At school that Monday, I smiled and said thanks to the kids who said nice things, pretending “It’s not that bad” was a compliment. When I saw Cush on the playground, I walked toward him.
“Look!” I said, and crouched to the bowling position I’d practiced at home. I swung my arm forward, opening my fingers with a little “release” gesture. “I can still do it!”
He said, “Oh, cool,” but didn’t meet my eyes.
He ran off and my smile froze. I had gone from It to Out.
I wore the brace for 23 hours a day. During the hour off, I showered, then got into my Danskin and Peanut Pants and stood in front of the mirror. I cocked my head to the side, wanting my hair to fall like a silky curtain, but my waves stayed put. I coaxed a lock down and held it over an eye, then lifted my chin and said “hey, what’s up” as a statement, not a question. Like a cool girl.
The following Saturday, I heard giggles and shrieks from Audrey’s yard through my window screen. I kneeled on the bed and peeked out. They stood in a circle that I had to acknowledge looked complete with Lynn in my place. She was a nice girl. They were all nice. I would have done the same in their place.
Someone glanced up and I was horrified because I thought they saw me. I flopped down (stiffly.) And for the first time, collapsed into sobs.
I still hung out at Audrey’s, who was as stalwart a friend as you could ask for, and went to the mall with everyone, but instead of lying on the fitting room floor while shimmying into a pair of impossibly tight pants, I watched.
I learned to laugh along and say “those look great” without a hint of jealousy, while sitting on a chair in my baggy stripes. When it came to being a good-natured outsider, I hung ten.
By high school, I was able to go six hours a day brace-less which meant I could once again wear cool jeans and tight tops, but by then, I was more interested in embroidered peasant tops and denim skirts made from my sister’s old jeans. I found my way back to “in” via the artsy kids. We were too young to be hippies, but we gave it our all. I knew every word to Crosby Stills Nash & Young’s Four Way Street album, and said the name Joni with reverence. I still do.
By college, no one knew me as a girl who’d worn a brace. And to my great joy, guys in flannel shirts, whose hair, like mine, was wavy and middle-parted, liked me as much as I liked them. Sometimes more.
I was in, and I stayed that way when I moved to New York, where I lived in the west village, but hung out in the east. It was as if I’d found the life I’d been meant to have - a life filled with art openings, interesting movies, and rent low enough to afford drinks at 7B and the five dollar admission to Save The Robots.
I may not have been an It Girl, but I was definitely an In Girl. And I guess you could say I still am. After all, I’m comfortable in my life and I’m comfortable in my skin.
But lately, I’ve been a little off-kilter. I’m not sure why - maybe it’s a recent birthday - the first without my mother - or maybe I haven’t challenged myself lately and don’t have enough to say.

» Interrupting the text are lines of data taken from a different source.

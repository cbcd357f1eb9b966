//! Built-in eligibility rules.
//!
//! # Categories
//!
//! - **Inclusive**: affiliation allow-list
//! - **Deny-lists**: grade, admin duty, athlete, club, position, position pattern
//! - **Numeric**: height window, assignment ceiling
//! - **Identity**: excluded names
//!
//! All rules answer "may this candidate be newly allocated?".

use std::collections::BTreeSet;

use super::{EligibilityRule, EmptyAffiliationMode, HeightRange};
use crate::models::Candidate;

/// Candidate field a deny-list applies to.
#[derive(Debug, Clone, Copy, PartialEq, Eq)]
pub enum TagField {
    /// Academic grade tag.
    Grade,
    /// Administrative-duty tag.
    AdminDuty,
    /// Athlete tag.
    Athlete,
    /// Club tag.
    Club,
    /// Position/role tag.
    Position,
}

impl TagField {
    fn value(self, candidate: &Candidate) -> &str {
        match self {
            TagField::Grade => &candidate.grade,
            TagField::AdminDuty => &candidate.admin_duty,
            TagField::Athlete => &candidate.athlete,
            TagField::Club => &candidate.club,
            TagField::Position => &candidate.position,
        }
    }

    fn rule_name(self) -> &'static str {
        match self {
            TagField::Grade => "DENY_GRADE",
            TagField::AdminDuty => "DENY_ADMIN_DUTY",
            TagField::Athlete => "DENY_ATHLETE",
            TagField::Club => "DENY_CLUB",
            TagField::Position => "DENY_POSITION",
        }
    }
}

// ======================== Inclusive ========================

/// Affiliation allow-list.
///
/// The only inclusive rule. What an empty list means is decided by
/// [`EmptyAffiliationMode`], never by the emptiness alone.
#[derive(Debug, Clone)]
pub struct AffiliationAllowList {
    allowed: BTreeSet<String>,
    empty_mode: EmptyAffiliationMode,
}

impl AffiliationAllowList {
    /// Creates the rule.
    pub fn new(allowed: BTreeSet<String>, empty_mode: EmptyAffiliationMode) -> Self {
        Self {
            allowed,
            empty_mode,
        }
    }
}

impl EligibilityRule for AffiliationAllowList {
    fn name(&self) -> &'static str {
        "AFFILIATION"
    }

    fn admits(&self, candidate: &Candidate) -> bool {
        if self.allowed.is_empty() {
            return self.empty_mode == EmptyAffiliationMode::NoRestriction;
        }
        self.allowed.contains(candidate.affiliation.trim())
    }

    fn description(&self) -> &'static str {
        "Affiliation must be in the allow-list"
    }
}

// ======================== Deny-lists ========================

/// Rejects candidates whose tag is in a set.
#[derive(Debug, Clone)]
pub struct DenyList {
    field: TagField,
    denied: BTreeSet<String>,
}

impl DenyList {
    /// Creates a deny-list over one field.
    pub fn new(field: TagField, denied: BTreeSet<String>) -> Self {
        Self { field, denied }
    }
}

impl EligibilityRule for DenyList {
    fn name(&self) -> &'static str {
        self.field.rule_name()
    }

    fn admits(&self, candidate: &Candidate) -> bool {
        !self.denied.contains(self.field.value(candidate).trim())
    }

    fn description(&self) -> &'static str {
        "Tag must not be in the deny-list"
    }
}

/// Rejects candidates whose position text contains any pattern.
///
/// Used for rules such as cutting administrative staff by title.
/// Empty patterns are ignored.
#[derive(Debug, Clone)]
pub struct PositionPattern {
    patterns: Vec<String>,
}

impl PositionPattern {
    /// Creates the rule.
    pub fn new(patterns: Vec<String>) -> Self {
        Self {
            patterns: patterns.into_iter().filter(|p| !p.trim().is_empty()).collect(),
        }
    }
}

impl EligibilityRule for PositionPattern {
    fn name(&self) -> &'static str {
        "POSITION_PATTERN"
    }

    fn admits(&self, candidate: &Candidate) -> bool {
        !self
            .patterns
            .iter()
            .any(|p| candidate.position.contains(p.trim()))
    }

    fn description(&self) -> &'static str {
        "Position must not contain a denied pattern"
    }
}

// ======================== Numeric ========================

/// Height must fall inside an inclusive window.
///
/// Candidates without a parsed height are rejected.
#[derive(Debug, Clone, Copy)]
pub struct HeightWithin(pub HeightRange);

impl EligibilityRule for HeightWithin {
    fn name(&self) -> &'static str {
        "HEIGHT"
    }

    fn admits(&self, candidate: &Candidate) -> bool {
        candidate.height_cm.is_some_and(|h| self.0.contains(h))
    }

    fn description(&self) -> &'static str {
        "Height must be within range"
    }
}

/// "Times assigned" must not exceed a ceiling.
#[derive(Debug, Clone, Copy)]
pub struct AssignmentCeiling(pub u32);

impl EligibilityRule for AssignmentCeiling {
    fn name(&self) -> &'static str {
        "ASSIGNMENT_CEILING"
    }

    fn admits(&self, candidate: &Candidate) -> bool {
        candidate.times_assigned <= self.0
    }

    fn description(&self) -> &'static str {
        "Times assigned must not exceed the ceiling"
    }
}

// ======================== Identity ========================

/// Rejects candidates by normalized name.
///
/// Holds the union of exclusion sets, draft names and locked names.
#[derive(Debug, Clone, Default)]
pub struct NotExcluded {
    names: BTreeSet<String>,
}

impl NotExcluded {
    /// Creates the rule from a name set.
    pub fn new(names: BTreeSet<String>) -> Self {
        Self { names }
    }

    /// Number of blocked names.
    pub fn len(&self) -> usize {
        self.names.len()
    }

    /// Whether no names are blocked.
    pub fn is_empty(&self) -> bool {
        self.names.is_empty()
    }
}

impl EligibilityRule for NotExcluded {
    fn name(&self) -> &'static str {
        "EXCLUDED"
    }

    fn admits(&self, candidate: &Candidate) -> bool {
        !self.names.contains(&candidate.name)
    }

    fn description(&self) -> &'static str {
        "Name must not be excluded, locked or already drafted"
    }
}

Whatever it is, I’m feeling a bit off. In situations where I normally thrive, I’ve found myself hovering on the outskirts of conversations.
It’s easy to think, “once an outsider, always an outsider,” or to see myself as part of a club whose membership never expires.
But I’m not sure it’s really that exclusive a club.
I think maybe we’re all outsiders.
At least sometimes.
After all, we all know what it is to stand outside a circle of people who seem happier than us.
We all know what is to struggle.
As we keep our chins up.
And smile along.
And do our very best.
To hang in there.
And hang ten.
Yet another funny, amazing, touching, poignant story. There's ZERO hyperbole when I say you're my favorite writer! (& BTW...I loved Hang Ten shirts , back in the day! ; )
You've always seemed like a kind and approchable It Girl to me! Well written and relatable piece. (I also remember a time in High School where it became 'in' to be 'out'.)